Tech

50 years since the first mobile call, a milestone in technology

Have you ever wondered about the origins of mobile telephony? Well, let’s look back. April 3, 1973, near the Hilton Manhattan Hotel, New York. Martin Cooper, a Motorola engineer, is about to make history, and he knows it. The journalists accompany Cooper when he opens his briefcase and takes out an amazing device, at the moment a prototype, with a really amazing design and that would still take time to be available to users. With everything ready, he turned on the device, dialed a phone number, waited a few seconds, and said the following:

“Joel, this is Marty. I’m calling you from a cell phone, a real handheld portable cell phone”

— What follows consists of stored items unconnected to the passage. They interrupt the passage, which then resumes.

//! src/main.rs
//! Cocktail catalog browser: terminal setup, event loop, shutdown.

use std::{
    io::{self, Stdout},
    panic::PanicHookInfo,
    sync::Arc,
};

use anyhow::{Context, Result};
use crossterm::{
    event::{Event as TerminalEvent, EventStream},
    execute,
    terminal::{EnterAlternateScreen, LeaveAlternateScreen, disable_raw_mode, enable_raw_mode},
};
use futures::StreamExt;
use ratatui::{Frame, Terminal, backend::CrosstermBackend, layout::Rect};
use tokio::{
    signal,
    sync::{Notify, mpsc},
};
use tracing::{debug, error, info, warn};
use tracing_appender::non_blocking::WorkerGuard;

use cocktails_core::{
    AppError, AppState, Logger,
    catalog::HttpCatalogSource,
    config::Config,
    controller::{
        Action, ActionDispatcher, DispatcherStats, EventLoop, KeyMap, MetricsSnap, TaskResult,
    },
    model::{FavoritesStore, FileStorage},
    view::ui::{UIRenderer, list_viewport_rows},
};

type AppTerminal = Terminal<CrosstermBackend<Stdout>>;

#[tokio::main(flavor = "current_thread")]
async fn main() -> Result<()> {
    setup_panic_handler();

    let app = App::new()
        .await
        .context("Failed to initialize application")?;
    app.run().await.context("Application runtime error")?;

    info!("Application exited cleanly");
    Ok(())
}

struct App {
    terminal: AppTerminal,
    state: AppState,
    event_loop: EventLoop,
    action_dispatcher: ActionDispatcher,
    ui_renderer: UIRenderer,
    shutdown: Arc<Notify>,
    _log_guard: WorkerGuard,
}

impl App {
    async fn new() -> Result<Self> {
        let (config, config_err) = match Config::load().await {
            Ok(config) => (config, None),
            Err(e) => (Config::default(), Some(e)),
        };

        let log_guard = Logger::init_tracing(&config.log_dir(), &config.logging.level)
            .context("Failed to initialize logging")?;
        info!("Starting cocktail browser");
        if let Some(e) = config_err {
            warn!("Failed to load config, using defaults: {}", e);
        }

        let favorites_path = config
            .favorites_path()
            .context("Failed to resolve favorites location")?;
        let favorites = FavoritesStore::hydrate(Box::new(FileStorage::new(favorites_path)));

        let source = HttpCatalogSource::from_config(&config.catalog)
            .context("Failed to build catalog client")?;

        let (task_tx, task_rx) = mpsc::unbounded_channel::<TaskResult>();
        let state = AppState::new(Arc::new(config), Arc::new(source), favorites, task_tx);

        let terminal = setup_terminal().context("Failed to initialize terminal")?;

        info!("Application initialized successfully");

        Ok(Self {
            terminal,
            state,
            event_loop: EventLoop::new(task_rx),
            action_dispatcher: ActionDispatcher::new(),
            ui_renderer: UIRenderer::new(),
            shutdown: Arc::new(Notify::new()),
            _log_guard: log_guard,
        })
    }

    async fn run(mut self) -> Result<()> {
        self.setup_shutdown_handler();

        let size = self.terminal.size().context("Failed to query terminal size")?;
        self.update_list_height(size.width, size.height);
        self.state.start();

        let mut event_stream = EventStream::new();

        loop {
            self.render()?;

            tokio::select! {
                _ = self.shutdown.notified() => {
                    info!("Shutdown signal received");
                    break;
                }

                maybe_event = event_stream.next() => {
                    match maybe_event {
                        Some(Ok(event)) => {
                            if let Some(action) = self.process_terminal_event(event) {
                                if !self.action_dispatcher.handle(&mut self.state, action) {
                                    info!("Quit requested");
                                    break;
                                }
                            }
                        }
                        Some(Err(e)) => warn!("Terminal event error: {}", e),
                        None => {
                            info!("Terminal event stream closed");
                            break;
                        }
                    }
                }

                task = self.event_loop.next_task() => {
                    self.action_dispatcher.handle_task(&mut self.state, task);
                }
            }
        }

        self.log_final_metrics();
        info!("Event loop terminated cleanly");
        Ok(())
    }

    fn process_terminal_event(&mut self, event: TerminalEvent) -> Option<Action> {
        match event {
            TerminalEvent::Key(key) => {
                let action = KeyMap::map(key, ActionDispatcher::key_context(&self.state));
                debug!(?key, ?action, "Key event");
                action
            }
            TerminalEvent::Resize(width, height) => {
                self.update_list_height(width, height);
                Some(Action::Resize(width, height))
            }
            _ => None,
        }
    }

    fn update_list_height(&mut self, width: u16, height: u16) {
        let rows = list_viewport_rows(Rect::new(0, 0, width, height));
        let len = self.state.visible_len();
        self.state.ui.set_list_height(rows, len);
        self.state.ui.request_redraw();
        debug!(width, height, rows, "List viewport resized");
    }

    fn render(&mut self) -> Result<()> {
        if !self.state.ui.needs_redraw() {
            return Ok(());
        }

        let state = &self.state;
        let renderer = &mut self.ui_renderer;
        self.terminal
            .draw(|frame: &mut Frame<'_>| renderer.render(frame, state))
            .context("Failed to draw terminal")?;

        self.state.ui.clear_redraw();
        Ok(())
    }

    fn log_final_metrics(&self) {
        let loop_metrics: MetricsSnap = self.event_loop.snapshot_metrics();
        let dispatcher_stats: DispatcherStats = self.action_dispatcher.get_stats();
        let render_stats = self.ui_renderer.stats();

        info!("Final metrics:");
        info!(
            "  Tasks processed: {} ({} failed)",
            loop_metrics.tasks, loop_metrics.failed_tasks
        );
        info!("  Actions processed: {}", dispatcher_stats.total_actions);
        info!("  Pages requested by dispatcher: {}", dispatcher_stats.pages_requested);
        info!(
            "  Frames: {} ({} slow, {:.1} fps while drawing)",
            render_stats.frames,
            render_stats.slow,
            render_stats.fps()
        );
        info!(
            "  Cocktails loaded: {}, favorites: {}",
            self.state.loader.items().len(),
            self.state.favorites.len()
        );
        info!("  Uptime: {:.1}s", loop_metrics.uptime.as_secs_f64());
    }

    fn setup_shutdown_handler(&self) {
        let shutdown = self.shutdown.clone();

        tokio::spawn(async move {
            #[cfg(unix)]
            {
                use tokio::signal::unix::{SignalKind, signal};

                let mut sigterm = match signal(SignalKind::terminate()) {
                    Ok(s) => s,
                    Err(e) => {
                        warn!("Failed to create SIGTERM handler: {}", e);
                        return;
                    }
                };

                tokio::select! {
                    _ = sigterm.recv() => info!("Received SIGTERM"),
                    _ = signal::ctrl_c() => info!("Received Ctrl+C"),
                }
            }

            #[cfg(not(unix))]
            {
                if let Err(e) = signal::ctrl_c().await {
                    warn!("Failed to listen for Ctrl+C: {}", e);
                    return;
                }
                info!("Received Ctrl+C");
            }

            shutdown.notify_one();
        });
    }
}

impl Drop for App {
    fn drop(&mut self) {
        if let Err(e) = cleanup_terminal(&mut self.terminal) {
            warn!("Failed to cleanup terminal: {}", e);
        }
    }
}

fn setup_terminal() -> Result<AppTerminal, AppError> {
    enable_raw_mode().map_err(|e| AppError::Terminal(format!("failed to enable raw mode: {e}")))?;

    let mut stdout = io::stdout();
    execute!(stdout, EnterAlternateScreen)
        .map_err(|e| AppError::Terminal(format!("failed to enter alternate screen: {e}")))?;

    let backend = CrosstermBackend::new(stdout);
    let terminal = Terminal::new(backend)
        .map_err(|e| AppError::Terminal(format!("failed to create terminal: {e}")))?;

    info!("Terminal setup complete");
    Ok(terminal)
}

fn cleanup_terminal(terminal: &mut AppTerminal) -> Result<()> {
    disable_raw_mode().context("Failed to disable raw mode")?;
    execute!(terminal.backend_mut(), LeaveAlternateScreen)
        .context("Failed to leave alternate screen")?;
    terminal.show_cursor().context("Failed to show cursor")?;

    info!("Terminal cleanup complete");
    Ok(())
}

fn setup_panic_handler() {
    let original_hook = std::panic::take_hook();

    std::panic::set_hook(Box::new(move |panic_info: &PanicHookInfo<'_>| {
        let _ = disable_raw_mode();
        let _ = execute!(io::stderr(), LeaveAlternateScreen);

        error!("Application panicked: {}", panic_info);
        original_hook(panic_info);
    }));
}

Joel was Joel Engel, an engineer who worked at the mythical Bell Labs, owned at the time by AT&T. It is not known with certainty what Engel responded, but it is believed that he was silent and slow to react, since Motorola and Cooper were not expected to have won the race for the first commercial cell phone. A career that had started decades earlier, precisely at Bell Labs, when they formally proposed the idea of ​​a cellular mobile phone system, an alternative to mobile phones for vehicles, a Motorola specialty. The objective of both companies, with cellular mobile telephony, was to create a truly portable system.

So, this call (which actually wasn’t the first, since obviously the prototype had already been tested before in the laboratory and, by the way, with the anecdote that a wrong number was dialed by mistake), yes, it was the first one that was made publicly and which served to show exceptional progress in the field of communications, and was a point scored on the scoreboard for Motorola which, thanks to this milestone, became the benchmark for mobile telephony in the United States for many years.

However, making mobile phone technology work was only the beginning. The prototype used by Cooper in the call of April 3, 1973 weighed more than two kilos, when the objective of the company, for the production of the definitive model, was that it be placed below the kilo, around 800 grams. In addition, it was necessary to deploy the cellular network necessary to provide service to the phones that were to arrive.

Consequently, more than ten years would still have to pass for that prototype to evolve into a the DynaTAC 8000xthe first mobile phone in history, which It began to be commercialized on March 13, 1984.Although at this point we must bear in mind that there were previous attempts, but the FCC, the US communications regulator, previously ruled out some models that did not meet the security considerations determined by the agency.

Today we have flat rate plans for calls, as well as offers to get mobile phones at very low prices or even free, but obviously this was not always the case. The first carriers to offer cellular service for the DynaTAC 8000x were AT&T and US Cellular, for a price that was around 50 cents a minute. Of course, that was not a problem for its users, since they had previously had to pay nothing less than $3,995 at the timewhich, taking into account accumulated inflation, would be about 10,500 euros (in case it seemed to you that the iPhone Pro Max is expensive…).

50 years since the first mobile call, a milestone in technology

Michael Douglas as Gordon Gecko on Wall Street. This was, for many people, the first time they had seen a mobile phone, associated with power and success.

The first mobile phone was an absolute sales success (yes, despite that price), as it was massively adopted by politicians, businessmen and high-level executives, who highly valued the “great” autonomy it offered with respect to briefcase-type models, such as the well-remembered Ericsson HotLine. Why did I put great in quotes? You will understand this perfectly knowing that, with a full battery charge, it offered a range of 30 minutes in conversation and 8 hours on standby, and that to fill the battery 100% required no less than 10 hours.

C.fifty years since the first mobile call, and almost forty years since the arrival of the first mobile device on the market, with the battery integrated in it, are little more than a breath, but a breath very well used by the electronics and telecommunications industry. The evolution experienced by devices, networks and services is spectacular, and makes us wonder how we will remember today’s mobile telephony and telecommunications fifty years from now. It’s hard to believe that such a remarkable evolution can take place, but on the other hand, we’re talking about technology, a field that has grown exponentially.

Not everything has gone for the better, yes, because doing an exercise in nostalgia I have started looking for more information about the Motorola DynaTAC 8000x, a direct descendant of the phone used in the call of April 3, 1973, just to confirm that yes, It was very big, it was very expensive, the battery life was very short and everything else… but yes, it included the charger.